Incarto n. 16.2002.00056
Lugano 26 novembre 2002/rgc
In nome della Repubblica e Cantone del Ticino
La Camera di cassazione civile del Tribunale d'appello
composta dei giudici:
Chiesa, presidente, Cocchi e Giani
segretaria:
Petralli Zeni, vicecancelliera
sedente per giudicare il ricorso per cassazione 7 giugno 2002 erroneamente presentato nella forma dell'appello da
__________ rappr. da __________
contro
la sentenza 29 maggio 2002 del Giudice di pace del circolo di Bellinzona nella causa civile inappellabile promossa con istanza 7 febbraio 2002 da
__________
con la quale l'istante ha chiesto il pagamento di fr. 650.- oltre accessori a titolo di
risarcimento danni, domanda parzialmente accolta dal primo giudice,
esaminati gli atti
considerato
in fatto e in diritto:
che con istanza 7 febbraio 2002 __________ ha convenuto in giudizio __________ al fine di ottenere il pagamento di fr. 650.-, corrispondenti alle spese sostenute per la verniciatura del proprio veicolo, danneggiato a seguito dell'uso di un posteggio (cfr. doc.

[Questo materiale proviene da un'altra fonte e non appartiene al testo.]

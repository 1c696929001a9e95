//! End-to-end behavior of the classification pipeline.

use std::collections::BTreeSet;
use std::sync::Arc;

use intentify::analysis::TextNormalizer;
use intentify::classify::{IntentClassifier, IntentData};
use intentify::cluster::Granularity;
use intentify::corpus::Corpus;
use intentify::embedding::{HashingEncoder, SentenceEncoder};
use intentify::error::Result;
use intentify::summarize::{RakeSummarizer, Summarizer};
use intentify::vector::Vector;

/// Encoder that maps a normalized sentence to the vector of the first
/// keyword it contains, or to the zero vector.
struct KeywordEncoder {
    table: Vec<(String, Vector)>,
    dimension: usize,
}

impl KeywordEncoder {
    fn new(entries: &[(&str, &[f32])]) -> Self {
        let dimension = entries.first().map(|(_, v)| v.len()).unwrap_or(0);
        let table = entries
            .iter()
            .map(|(key, values)| (key.to_string(), Vector::new(values.to_vec())))
            .collect();
        KeywordEncoder { table, dimension }
    }
}

impl SentenceEncoder for KeywordEncoder {
    fn encode(&self, sentences: &[String]) -> Result<Vec<Vector>> {
        Ok(sentences
            .iter()
            .map(|s| {
                self.table
                    .iter()
                    .find(|(key, _)| s.contains(key.as_str()))
                    .map(|(_, vector)| vector.clone())
                    .unwrap_or_else(|| Vector::zeros(self.dimension))
            })
            .collect())
    }

    fn dimension(&self) -> usize {
        self.dimension
    }

    fn name(&self) -> &str {
        "keyword"
    }
}

/// Summarizer that gives every sentence the same label.
struct ConstantSummarizer(&'static str);

impl Summarizer for ConstantSummarizer {
    fn summarize(&self, _sentence: &str) -> Result<String> {
        Ok(self.0.to_string())
    }

    fn name(&self) -> &str {
        "constant"
    }
}

fn strings(values: &[&str]) -> Vec<String> {
    values.iter().map(|v| v.to_string()).collect()
}

fn default_classifier() -> IntentClassifier {
    IntentClassifier::new(
        Arc::new(HashingEncoder::default()),
        Arc::new(RakeSummarizer::new().unwrap()),
    )
    .unwrap()
}

fn utterances() -> Vec<String> {
    strings(&[
        "I want a refund for my order",
        "Please refund my order",
        "Refund my last order please",
        "Can someone call me back",
        "Please call me back tomorrow",
        "My package never arrived",
        "Where is my package",
        "The package arrived damaged",
        "How do I reset my password",
        "I forgot my password",
        "Cancel my subscription",
        "I want to cancel my subscription today",
    ])
}

#[test]
fn empty_input_gives_no_intents() {
    let classifier = default_classifier();
    for g in [0, 1, 16, 50, 99, 100] {
        let intents = classifier.classify(&[], Granularity::new(g).unwrap()).unwrap();
        assert!(intents.is_empty(), "granularity {g}");
    }
}

#[test]
fn normalizer_output_is_aligned_with_input() {
    let normalizer = TextNormalizer::new().unwrap();
    let input = strings(&["Please call me back", "!!!", "", "the a an", "Refunds, please."]);

    let normalized = normalizer.normalize_all(&input).unwrap();

    assert_eq!(normalized.len(), input.len());
    assert_eq!(normalized[1], "");
    assert_eq!(normalized[2], "");
    assert_eq!(normalized[3], "");
    for (i, sentence) in input.iter().enumerate() {
        assert_eq!(normalized[i], normalizer.normalize(sentence).unwrap());
    }
}

#[test]
fn every_sentence_lands_in_exactly_one_cluster() {
    let sentences = utterances();
    for g in [0, 16, 40, 70, 100] {
        let run = default_classifier()
            .classify_detailed(&sentences, Granularity::new(g).unwrap())
            .unwrap();

        assert_eq!(run.assignment.len(), sentences.len());

        let mut seen = BTreeSet::new();
        for cluster in &run.clusters {
            for &member in &cluster.members {
                assert!(seen.insert(member), "index {member} in two clusters");
                assert_eq!(run.assignment.labels()[member], cluster.id);
            }
        }
        assert_eq!(seen, (0..sentences.len()).collect::<BTreeSet<_>>());
    }
}

#[test]
fn finer_granularity_never_gives_fewer_clusters() {
    let sentences = utterances();
    let classifier = default_classifier();

    let mut previous = 0;
    for g in (0..=100).step_by(5) {
        let run = classifier
            .classify_detailed(&sentences, Granularity::new(g).unwrap())
            .unwrap();
        let clusters = run.assignment.num_clusters();
        assert!(
            clusters >= previous,
            "granularity {g} gave {clusters} clusters, fewer than {previous}"
        );
        previous = clusters;
    }
    assert_eq!(previous, sentences.len());
}

#[test]
fn single_sentence_is_one_cluster_at_every_granularity() {
    let sentences = strings(&["Where is my package"]);
    let classifier = default_classifier();

    for g in 0..=100 {
        let run = classifier
            .classify_detailed(&sentences, Granularity::new(g).unwrap())
            .unwrap();
        assert_eq!(run.assignment.num_clusters(), 1);
        assert_eq!(run.clusters.len(), 1);
        assert_eq!(run.clusters[0].representative.sentence, "Where is my package");
        assert_eq!(run.intents.len(), 1);
    }
}

#[test]
fn representative_is_a_member_of_its_cluster() {
    let sentences = utterances();
    for g in [10, 30, 60] {
        let run = default_classifier()
            .classify_detailed(&sentences, Granularity::new(g).unwrap())
            .unwrap();

        for cluster in &run.clusters {
            let representative = &cluster.representative;
            assert_eq!(representative.cluster, cluster.id);
            assert!(cluster.members.contains(&representative.index));
            assert_eq!(representative.sentence, sentences[representative.index].trim());
        }
    }
}

#[test]
fn colliding_labels_keep_the_later_cluster() {
    // Orthogonal vectors sit at distance 1 and never merge.
    let encoder = KeywordEncoder::new(&[("refund", &[1.0, 0.0]), ("call", &[0.0, 1.0])]);
    let classifier = IntentClassifier::new(
        Arc::new(encoder),
        Arc::new(ConstantSummarizer("help")),
    )
    .unwrap();
    let sentences = strings(&["Refund my order", "Refund my order please", "Call me back"]);

    let run = classifier
        .classify_detailed(&sentences, Granularity::new(50).unwrap())
        .unwrap();

    assert_eq!(run.clusters.len(), 2);
    assert_eq!(run.intents.len(), 1);
    assert_eq!(run.intents["help"], strings(&["Call me back"]));
}

#[test]
fn scenario_identical_lines() {
    let corpus = Corpus::from_lines(["call me back"; 5]);
    let g = Granularity::DEFAULT;

    let intents = default_classifier().classify(&corpus.sentences, g).unwrap();
    let data = IntentData::new(g, &corpus, intents);

    assert_eq!(corpus.sentences, strings(&["call me back"]));
    assert_eq!(data.metadata.lines, 5);
    assert_eq!(data.metadata.sentences, 1);
    assert_eq!(data.metadata.intents, 1);
    assert_eq!(data.intents["call back"], strings(&["call me back"]));
}

#[test]
fn scenario_zero_granularity_threshold() {
    assert_eq!(Granularity::MIN.distance_threshold(), 1.0);
    assert_eq!(Granularity::MAX.distance_threshold(), 0.0);

    let encoder = KeywordEncoder::new(&[("hello", &[1.0, 0.0]), ("goodbye", &[0.6, 0.8])]);
    let classifier = IntentClassifier::new(
        Arc::new(encoder),
        Arc::new(RakeSummarizer::new().unwrap()),
    )
    .unwrap();
    let sentences = strings(&["hello there", "goodbye now"]);

    // Cosine distance 0.4 is below 1.0 but not below 0.0.
    let coarse = classifier.classify_detailed(&sentences, Granularity::MIN).unwrap();
    assert_eq!(coarse.assignment.num_clusters(), 1);

    let fine = classifier.classify_detailed(&sentences, Granularity::MAX).unwrap();
    assert_eq!(fine.assignment.num_clusters(), 2);
}

#[test]
fn scenario_punctuation_only_sentence() {
    let sentences = strings(&["!!!", "Where is my package", "Where is my package now"]);

    let run = default_classifier()
        .classify_detailed(&sentences, Granularity::DEFAULT)
        .unwrap();

    assert_eq!(run.assignment.len(), 3);
    let punctuation = run
        .clusters
        .iter()
        .find(|c| c.members.contains(&0))
        .unwrap();
    assert_eq!(punctuation.members, vec![0]);
    assert_eq!(punctuation.label, "");
    assert_eq!(run.intents[""], strings(&["!!!"]));
}
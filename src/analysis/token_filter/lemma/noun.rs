//! Noun lemmatizer implementation.
//!
//! Reduces plural nouns to their singular dictionary form. Irregular plurals
//! are looked up in an exception table; regular plurals go through the usual
//! detachment rules (`-ches` → `-ch`, `-uses` → `-us`, `-ies` → `-y`,
//! `-s` → ``). Words that only look plural (`status`, `business`, `news`)
//! are left alone.

use std::collections::{HashMap, HashSet};
use std::sync::LazyLock;

use super::Lemmatizer;

/// Irregular plural → lemma.
const IRREGULAR_NOUNS: &[(&str, &str)] = &[
    ("children", "child"),
    ("men", "man"),
    ("women", "woman"),
    ("people", "person"),
    ("feet", "foot"),
    ("teeth", "tooth"),
    ("mice", "mouse"),
    ("geese", "goose"),
    ("oxen", "ox"),
    ("lives", "life"),
    ("wives", "wife"),
    ("knives", "knife"),
    ("leaves", "leaf"),
    ("halves", "half"),
    ("shelves", "shelf"),
    ("wolves", "wolf"),
    ("thieves", "thief"),
    ("calves", "calf"),
    ("selves", "self"),
    ("data", "datum"),
    ("criteria", "criterion"),
    ("phenomena", "phenomenon"),
    ("analyses", "analysis"),
    ("diagnoses", "diagnosis"),
    ("crises", "crisis"),
    ("indices", "index"),
    ("matrices", "matrix"),
    ("appendices", "appendix"),
    ("movies", "movie"),
    ("cookies", "cookie"),
    ("calories", "calorie"),
    ("ties", "tie"),
    ("pies", "pie"),
    ("lies", "lie"),
];

/// Words ending in `s` that are already in lemma form.
const INVARIANT_NOUNS: &[&str] = &[
    "news", "series", "species", "means", "thanks", "always", "perhaps", "towards", "afterwards",
    "whereas", "various", "sometimes", "plus", "yes", "bus", "gas", "lens", "physics",
    "mathematics", "economics", "politics", "ethics", "electronics", "logistics", "statistics",
    "headquarters", "savings", "earnings", "premises", "sales", "goods", "clothes", "scissors",
    "trousers", "pants", "jeans", "alms", "lyrics",
];

/// Nouns ending in `use`, whose plurals would otherwise hit `-uses` → `-us`.
const USE_NOUNS: &[&str] = &[
    "house", "warehouse", "greenhouse", "lighthouse", "cause", "use", "misuse", "excuse", "abuse",
    "pause", "spouse", "blouse", "fuse", "clause", "muse", "ruse", "mouse",
];

static IRREGULAR_NOUNS_MAP: LazyLock<HashMap<&'static str, &'static str>> =
    LazyLock::new(|| IRREGULAR_NOUNS.iter().copied().collect());

static INVARIANT_NOUNS_SET: LazyLock<HashSet<&'static str>> =
    LazyLock::new(|| INVARIANT_NOUNS.iter().copied().collect());

static USE_NOUNS_SET: LazyLock<HashSet<&'static str>> =
    LazyLock::new(|| USE_NOUNS.iter().copied().collect());

/// Detachment rules, most specific suffix first.
const SUFFIX_RULES: &[(&str, &str)] = &[
    ("sses", "ss"),
    ("uses", "us"),
    ("ches", "ch"),
    ("shes", "sh"),
    ("xes", "x"),
    ("zzes", "zz"),
    ("ies", "y"),
    ("s", ""),
];

/// Lemmatizer for English nouns.
#[derive(Debug, Clone, Default)]
pub struct NounLemmatizer;

impl NounLemmatizer {
    /// Create a new noun lemmatizer.
    pub fn new() -> Self {
        NounLemmatizer
    }

    fn looks_singular(word: &str) -> bool {
        word.ends_with("ss") || word.ends_with("us") || word.ends_with("is")
    }
}

impl Lemmatizer for NounLemmatizer {
    fn lemmatize(&self, word: &str) -> String {
        if let Some(lemma) = IRREGULAR_NOUNS_MAP.get(word) {
            return (*lemma).to_string();
        }

        if word.chars().count() <= 3
            || !word.chars().all(char::is_alphabetic)
            || INVARIANT_NOUNS_SET.contains(word)
            || Self::looks_singular(word)
        {
            return word.to_string();
        }

        if let Some(singular) = word.strip_suffix('s').filter(|w| USE_NOUNS_SET.contains(w)) {
            return singular.to_string();
        }

        for (suffix, replacement) in SUFFIX_RULES {
            if let Some(stem) = word.strip_suffix(suffix) {
                // "ies" → "y" needs a consonant stem of at least two letters.
                if *suffix == "ies" && stem.chars().count() < 2 {
                    continue;
                }
                return format!("{stem}{replacement}");
            }
        }

        word.to_string()
    }

    fn name(&self) -> &'static str {
        "noun"
    }
}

B);
che l'istante ha basato la propria pretesa sull'art. 58 CO, ritenendo il convenuto responsabile del danno nella sua qualità di proprietario del parcheggio, preso in locazione da sua madre e dalla soletta del quale sostiene essere fuoriuscito il salnitro che ha danneggiato il veicolo;
che il convenuto si è opposto alla pretesa dell'istante, richiamando il contratto di locazione sottoscritto con la madre di quest'ultimo e dal quale si evince l'esclusione di una sua qualsiasi responsabilità per danni ai veicoli posteggiati;
che con il querelato giudizio il primo giudice, esaminata la fattispecie alla luce dell'art. 58 CO, ha accolto l'istanza limitatamente alla somma di fr. 200.-, ossia riconoscendo a carico dell'istante una concolpa per aver utilizzato il posteggio locato dalla madre, nonostante fosse a conoscenza del difetto che presentava la soletta del medesimo;
che con il presente tempestivo gravame __________, rappresentato da __________, insorge contro il predetto giudizio, chiedendone l’annullamento poiché il primo giudice avrebbe erroneamente ammesso i presupposti d'applicazione dell'art. 58 CO;
che con osservazioni 20 agosto 2002 la controparte postula la reiezione del ricorso;
che tra i presupposti processuali che il giudice esamina d’ufficio e in ogni stadio di causa vi è quello della capacità delle parti e della legittimazione dei loro rappresentanti (art. 97 cifra 4 CPC);
che per le cause di competenza del giudice di pace è riconosciuta la rappresentanza processuale alle persone ritenute dal giudice capaci di proporre e discutere con la necessaria chiarezza la causa (art. 64bis cpv. 3 CPC), di modo che dinanzi a quell'autorità la parte può essere assistita da qualsiasi persona in grado di difenderla, escluso essendo solo il patrocinio mediante avvocati iscritti all’Albo e persone in possesso della licenza o del dottorato in giurisprudenza (art. 301 CPC);
che per contro, legittimati a impugnare una sentenza del giudice di pace davanti all'autorità superiore, oltre alla parte medesima, sono solo gli avvocati ammessi al libero esercizio della professione e le persone che detengono una rappresentanza legale (art. 64 CPC);
che __________ non rientra nella categoria di persone sopra menzionate, legittimate alla rappresentanza processuale;
che neppure è ipotizzabile in concreto l'applicabilità dell’art. 64a CPC che estende la facoltà di rappresentanza processuale agli amministratori di immobili, non trattandosi di una vertenza basata su un contratto di locazione, bensì sulla responsabilità del proprietario dell'opera, fattispecie non contemplata dall’elenco esaustivo dell'art. 64a cpv. 1 CPC (Cocchi/Trezzini, CPC-TI, ad art. 64a, m. 2);
1
che quindi, in considerazione della sanzione di nullità prevista dall’art. 142 cpv. 1 lett. a CPC, il ricorso presentato da __________ per conto di __________ è nullo per carenza di legittimazione della rappresentante;
che spese, tassa e ripetibili seguono la soccombenza (art. 148 CPC).
Per i quali motivi,
richiamati gli art. 327 segg. CPC, per le spese l’art. 148 CPC e la LTG
pronuncia:
1. Il ricorso 7 giugno 2002 __________ è nullo.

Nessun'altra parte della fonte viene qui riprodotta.